Exercise description: An unaltered copy of the listing below is required.

Task input:
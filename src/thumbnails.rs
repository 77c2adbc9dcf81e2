use serde::Serialize;

use crate::VideoId;

const THUMBNAIL_BASE: &str = "https://img.youtube.com/vi";

/// Thumbnail URLs for every quality tier YouTube publishes
#[derive(Debug, Clone, PartialEq, Eq, Serialize)]
pub struct ThumbnailSet {
    pub default: String,
    pub medium: String,
    pub high: String,
    pub standard: String,
    pub maxres: String,
}

impl ThumbnailSet {
    /// Build the fixed CDN URLs; no network lookup is involved
    pub fn for_video(video_id: &VideoId) -> Self {
        let url = |file: &str| format!("{THUMBNAIL_BASE}/{video_id}/{file}.jpg");
        Self {
            default: url("default"),
            medium: url("mqdefault"),
            high: url("hqdefault"),
            standard: url("sddefault"),
            maxres: url("maxresdefault"),
        }
    }
}
//! HTTP routes.
//!
//! Every handler is stateless apart from the injected upstream clients: it
//! validates the body, makes one or two upstream calls, reshapes the result
//! and returns JSON. Any failure ends the request with `{"error": ...}`.

use std::sync::Arc;

use axum::extract::State;
use axum::extract::rejection::JsonRejection;
use axum::http::{Method, header};
use axum::response::IntoResponse;
use axum::routing::{get, post};
use axum::{Json, Router};
use log::info;
use serde::{Deserialize, Serialize};
use tower_http::cors::{Any, CorsLayer};

use crate::config::Settings;
use crate::error::{Error, Result};
use crate::llm::Completion;
use crate::seo::{self, SeoSuggestions, Tags};
use crate::thumbnails::ThumbnailSet;
use crate::transcript::{self, NormalizedSegment};
use crate::youtube::VideoSource;
use crate::{extract_video_id, output, summarize};

/// Shared, read-only application state
#[derive(Clone)]
pub struct AppState {
    pub videos: Arc<dyn VideoSource>,
    pub llm: Arc<dyn Completion>,
    pub settings: Arc<Settings>,
}

impl AppState {
    pub fn new(videos: Arc<dyn VideoSource>, llm: Arc<dyn Completion>, settings: Settings) -> Self {
        Self {
            videos,
            llm,
            settings: Arc::new(settings),
        }
    }
}

pub fn router(state: AppState) -> Router {
    let cors = CorsLayer::new()
        .allow_origin(Any)
        .allow_methods([Method::GET, Method::POST])
        .allow_headers([header::CONTENT_TYPE]);

    Router::new()
        .route("/health", get(health_handler))
        .route("/api/transcript", post(transcript_handler))
        .route("/api/transcript/export", post(export_handler))
        .route("/api/summarize", post(summarize_handler))
        .route("/api/seo-enhance", post(seo_handler))
        .route("/api/thumbnails", post(thumbnails_handler))
        .route("/api/download-thumbnail", post(download_handler))
        .with_state(state)
        .layer(cors)
}

/// Bind to the configured address and serve until the process exits
pub async fn serve(state: AppState) -> eyre::Result<()> {
    let addr = format!("{}:{}", state.settings.host, state.settings.port);
    let listener = tokio::net::TcpListener::bind(&addr).await?;
    info!("Listening on http://{addr}");
    axum::serve(listener, router(state)).await?;
    Ok(())
}

#[derive(Debug, Deserialize)]
struct UrlRequest {
    #[serde(default)]
    url: String,
}

#[derive(Debug, Deserialize)]
struct TranscriptRequest {
    #[serde(default)]
    url: String,
    #[serde(default)]
    query: Option<String>,
}

#[derive(Debug, Deserialize)]
struct ExportRequest {
    #[serde(default)]
    url: String,
    #[serde(default)]
    timestamps: bool,
}

#[derive(Debug, Deserialize)]
struct SeoRequest {
    #[serde(default)]
    title: Option<String>,
    #[serde(default)]
    description: Option<String>,
    #[serde(default)]
    tags: Option<Tags>,
}

#[derive(Debug, Deserialize)]
#[serde(rename_all = "camelCase")]
struct DownloadRequest {
    #[serde(default)]
    image_url: String,
}

#[derive(Debug, Serialize)]
struct TranscriptResponse {
    transcript: Vec<NormalizedSegment>,
}

#[derive(Debug, Serialize)]
struct SummaryResponse {
    summary: String,
}

#[derive(Debug, Serialize)]
struct ThumbnailsResponse {
    thumbnails: ThumbnailSet,
    title: String,
}

async fn health_handler() -> impl IntoResponse {
    Json(serde_json::json!({
        "status": "ok",
        "version": env!("CARGO_PKG_VERSION"),
    }))
}

async fn transcript_handler(
    State(state): State<AppState>,
    payload: std::result::Result<Json<TranscriptRequest>, JsonRejection>,
) -> Result<Json<TranscriptResponse>> {
    let Json(req) = payload?;
    info!("Transcript request: {}", req.url);

    let video_id = extract_video_id(&req.url).ok_or(Error::InvalidUrl)?;
    let raw = state.videos.transcript(&video_id).await?;
    let mut segments = transcript::normalize(&raw);
    if let Some(query) = req.query.as_deref() {
        segments = transcript::search(segments, query);
    }

    Ok(Json(TranscriptResponse { transcript: segments }))
}

async fn export_handler(
    State(state): State<AppState>,
    payload: std::result::Result<Json<ExportRequest>, JsonRejection>,
) -> Result<impl IntoResponse> {
    let Json(req) = payload?;
    info!("Transcript export request: {} (timestamps: {})", req.url, req.timestamps);

    let video_id = extract_video_id(&req.url).ok_or(Error::InvalidUrl)?;
    let raw = state.videos.transcript(&video_id).await?;
    let text = output::render_text(&transcript::normalize(&raw), req.timestamps);

    Ok(([(header::CONTENT_TYPE, "text/plain; charset=utf-8")], text))
}

async fn summarize_handler(
    State(state): State<AppState>,
    payload: std::result::Result<Json<UrlRequest>, JsonRejection>,
) -> Result<Json<SummaryResponse>> {
    let Json(req) = payload?;
    info!("Summary request: {}", req.url);

    let video_id = extract_video_id(&req.url).ok_or(Error::InvalidUrl)?;
    let raw = state.videos.transcript(&video_id).await?;
    let summary = summarize::summarize(
        state.llm.as_ref(),
        &transcript::full_text(&raw),
        &state.settings.summary_model,
    )
    .await?;

    Ok(Json(SummaryResponse { summary }))
}

async fn seo_handler(
    State(state): State<AppState>,
    payload: std::result::Result<Json<SeoRequest>, JsonRejection>,
) -> Result<Json<SeoSuggestions>> {
    let Json(req) = payload?;

    let (Some(title), Some(description)) = (
        req.title.filter(|t| !t.is_empty()),
        req.description.filter(|d| !d.is_empty()),
    ) else {
        return Err(Error::MissingFields("Title and description are required".to_string()));
    };
    info!("SEO request for title {title:?}");

    let suggestions = seo::enhance(
        state.llm.as_ref(),
        &title,
        &description,
        req.tags.as_ref(),
        &state.settings.seo_model,
    )
    .await?;

    Ok(Json(suggestions))
}

async fn thumbnails_handler(
    State(state): State<AppState>,
    payload: std::result::Result<Json<UrlRequest>, JsonRejection>,
) -> Result<Json<ThumbnailsResponse>> {
    let Json(req) = payload?;
    info!("Thumbnail request: {}", req.url);

    let video_id = extract_video_id(&req.url).ok_or(Error::InvalidUrl)?;
    let thumbnails = ThumbnailSet::for_video(&video_id);
    let title = state.videos.title(&video_id).await?;

    Ok(Json(ThumbnailsResponse { thumbnails, title }))
}

async fn download_handler(
    State(state): State<AppState>,
    payload: std::result::Result<Json<DownloadRequest>, JsonRejection>,
) -> Result<impl IntoResponse> {
    let Json(req) = payload?;
    info!("Thumbnail download: {}", req.image_url);

    let bytes = state.videos.download(&req.image_url).await.map_err(Error::Download)?;

    Ok((
        [
            (header::CONTENT_TYPE, "image/jpeg"),
            (header::CONTENT_DISPOSITION, "attachment; filename=\"thumbnail.jpg\""),
        ],
        bytes,
    ))
}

Result for this task:
filename src/thumbnails.rs
repository 77c2adbc9dcf81e2
use serde::Serialize;

use crate::VideoId;

const THUMBNAIL_BASE: &str = "https://img.youtube.com/vi";

/// Thumbnail URLs for every quality tier YouTube publishes
#[derive(Debug, Clone, PartialEq, Eq, Serialize)]
pub struct ThumbnailSet {
    pub default: String,
    pub medium: String,
    pub high: String,
    pub standard: String,
    pub maxres: String,
}

impl ThumbnailSet {
    /// Build the fixed CDN URLs; no network lookup is involved
    pub fn for_video(video_id: &VideoId) -> Self {
        let url = |file: &str| format!("{THUMBNAIL_BASE}/{video_id}/{file}.jpg");
        Self {
            default: url("default"),
            medium: url("mqdefault"),
            high: url("hqdefault"),
            standard: url("sddefault"),
            maxres: url("maxresdefault"),
        }
    }
}
//! HTTP routes.
//!
//! Every handler is stateless apart from the injected upstream clients: it
//! validates the body, makes one or two upstream calls, reshapes the result
//! and returns JSON. Any failure ends the request with `{"error": ...}`.

use std::sync::Arc;

use axum::extract::State;
use axum::extract::rejection::JsonRejection;
use axum::http::{Method, header};
use axum::response::IntoResponse;
use axum::routing::{get, post};
use axum::{Json, Router};
use log::info;
use serde::{Deserialize, Serialize};
use tower_http::cors::{Any, CorsLayer};

use crate::config::Settings;
use crate::error::{Error, Result};
use crate::llm::Completion;
use crate::seo::{self, SeoSuggestions, Tags};
use crate::thumbnails::ThumbnailSet;
use crate::transcript::{self, NormalizedSegment};
use crate::youtube::VideoSource;
use crate::{extract_video_id, output, summarize};

/// Shared, read-only application state
#[derive(Clone)]
pub struct AppState {
    pub videos: Arc<dyn VideoSource>,
    pub llm: Arc<dyn Completion>,
    pub settings: Arc<Settings>,
}

impl AppState {
    pub fn new(videos: Arc<dyn VideoSource>, llm: Arc<dyn Completion>, settings: Settings) -> Self {
        Self {
            videos,
            llm,
            settings: Arc::new(settings),
        }
    }
}

pub fn router(state: AppState) -> Router {
    let cors = CorsLayer::new()
        .allow_origin(Any)
        .allow_methods([Method::GET, Method::POST])
        .allow_headers([header::CONTENT_TYPE]);

    Router::new()
        .route("/health", get(health_handler))
        .route("/api/transcript", post(transcript_handler))
        .route("/api/transcript/export", post(export_handler))
        .route("/api/summarize", post(summarize_handler))
        .route("/api/seo-enhance", post(seo_handler))
        .route("/api/thumbnails", post(thumbnails_handler))
        .route("/api/download-thumbnail", post(download_handler))
        .with_state(state)
        .layer(cors)
}

/// Bind to the configured address and serve until the process exits
pub async fn serve(state: AppState) -> eyre::Result<()> {
    let addr = format!("{}:{}", state.settings.host, state.settings.port);
    let listener = tokio::net::TcpListener::bind(&addr).await?;
    info!("Listening on http://{addr}");
    axum::serve(listener, router(state)).await?;
    Ok(())
}

#[derive(Debug, Deserialize)]
struct UrlRequest {
    #[serde(default)]
    url: String,
}

#[derive(Debug, Deserialize)]
struct TranscriptRequest {
    #[serde(default)]
    url: String,
    #[serde(default)]
    query: Option<String>,
}

#[derive(Debug, Deserialize)]
struct ExportRequest {
    #[serde(default)]
    url: String,
    #[serde(default)]
    timestamps: bool,
}

#[derive(Debug, Deserialize)]
struct SeoRequest {
    #[serde(default)]
    title: Option<String>,
    #[serde(default)]
    description: Option<String>,
    #[serde(default)]
    tags: Option<Tags>,
}

#[derive(Debug, Deserialize)]
#[serde(rename_all = "camelCase")]
struct DownloadRequest {
    #[serde(default)]
    image_url: String,
}

#[derive(Debug, Serialize)]
struct TranscriptResponse {
    transcript: Vec<NormalizedSegment>,
}

#[derive(Debug, Serialize)]
struct SummaryResponse {
    summary: String,
}

#[derive(Debug, Serialize)]
struct ThumbnailsResponse {
    thumbnails: ThumbnailSet,
    title: String,
}

async fn health_handler() -> impl IntoResponse {
    Json(serde_json::json!({
        "status": "ok",
        "version": env!("CARGO_PKG_VERSION"),
    }))
}

async fn transcript_handler(
    State(state): State<AppState>,
    payload: std::result::Result<Json<TranscriptRequest>, JsonRejection>,
) -> Result<Json<TranscriptResponse>> {
    let Json(req) = payload?;
    info!("Transcript request: {}", req.url);

    let video_id = extract_video_id(&req.url).ok_or(Error::InvalidUrl)?;
    let raw = state.videos.transcript(&video_id).await?;
    let mut segments = transcript::normalize(&raw);
    if let Some(query) = req.query.as_deref() {
        segments = transcript::search(segments, query);
    }

    Ok(Json(TranscriptResponse { transcript: segments }))
}

async fn export_handler(
    State(state): State<AppState>,
    payload: std::result::Result<Json<ExportRequest>, JsonRejection>,
) -> Result<impl IntoResponse> {
    let Json(req) = payload?;
    info!("Transcript export request: {} (timestamps: {})", req.url, req.timestamps);

    let video_id = extract_video_id(&req.url).ok_or(Error::InvalidUrl)?;
    let raw = state.videos.transcript(&video_id).await?;
    let text = output::render_text(&transcript::normalize(&raw), req.timestamps);

    Ok(([(header::CONTENT_TYPE, "text/plain; charset=utf-8")], text))
}

async fn summarize_handler(
    State(state): State<AppState>,
    payload: std::result::Result<Json<UrlRequest>, JsonRejection>,
) -> Result<Json<SummaryResponse>> {
    let Json(req) = payload?;
    info!("Summary request: {}", req.url);

    let video_id = extract_video_id(&req.url).ok_or(Error::InvalidUrl)?;
    let raw = state.videos.transcript(&video_id).await?;
    let summary = summarize::summarize(
        state.llm.as_ref(),
        &transcript::full_text(&raw),
        &state.settings.summary_model,
    )
    .await?;

    Ok(Json(SummaryResponse { summary }))
}

async fn seo_handler(
    State(state): State<AppState>,
    payload: std::result::Result<Json<SeoRequest>, JsonRejection>,
) -> Result<Json<SeoSuggestions>> {
    let Json(req) = payload?;

    let (Some(title), Some(description)) = (
        req.title.filter(|t| !t.is_empty()),
        req.description.filter(|d| !d.is_empty()),
    ) else {
        return Err(Error::MissingFields("Title and description are required".to_string()));
    };
    info!("SEO request for title {title:?}");

    let suggestions = seo::enhance(
        state.llm.as_ref(),
        &title,
        &description,
        req.tags.as_ref(),
        &state.settings.seo_model,
    )
    .await?;

    Ok(Json(suggestions))
}

async fn thumbnails_handler(
    State(state): State<AppState>,
    payload: std::result::Result<Json<UrlRequest>, JsonRejection>,
) -> Result<Json<ThumbnailsResponse>> {
    let Json(req) = payload?;
    info!("Thumbnail request: {}", req.url);

    let video_id = extract_video_id(&req.url).ok_or(Error::InvalidUrl)?;
    let thumbnails = ThumbnailSet::for_video(&video_id);
    let title = state.videos.title(&video_id).await?;

    Ok(Json(ThumbnailsResponse { thumbnails, title }))
}

async fn download_handler(
    State(state): State<AppState>,
    payload: std::result::Result<Json<DownloadRequest>, JsonRejection>,
) -> Result<impl IntoResponse> {
    let Json(req) = payload?;
    info!("Thumbnail download: {}", req.image_url);

    let bytes = state.videos.download(&req.image_url).await.map_err(Error::Download)?;

    Ok((
        [
            (header::CONTENT_TYPE, "image/jpeg"),
            (header::CONTENT_DISPOSITION, "attachment; filename=\"thumbnail.jpg\""),
        ],
        bytes,
    ))
}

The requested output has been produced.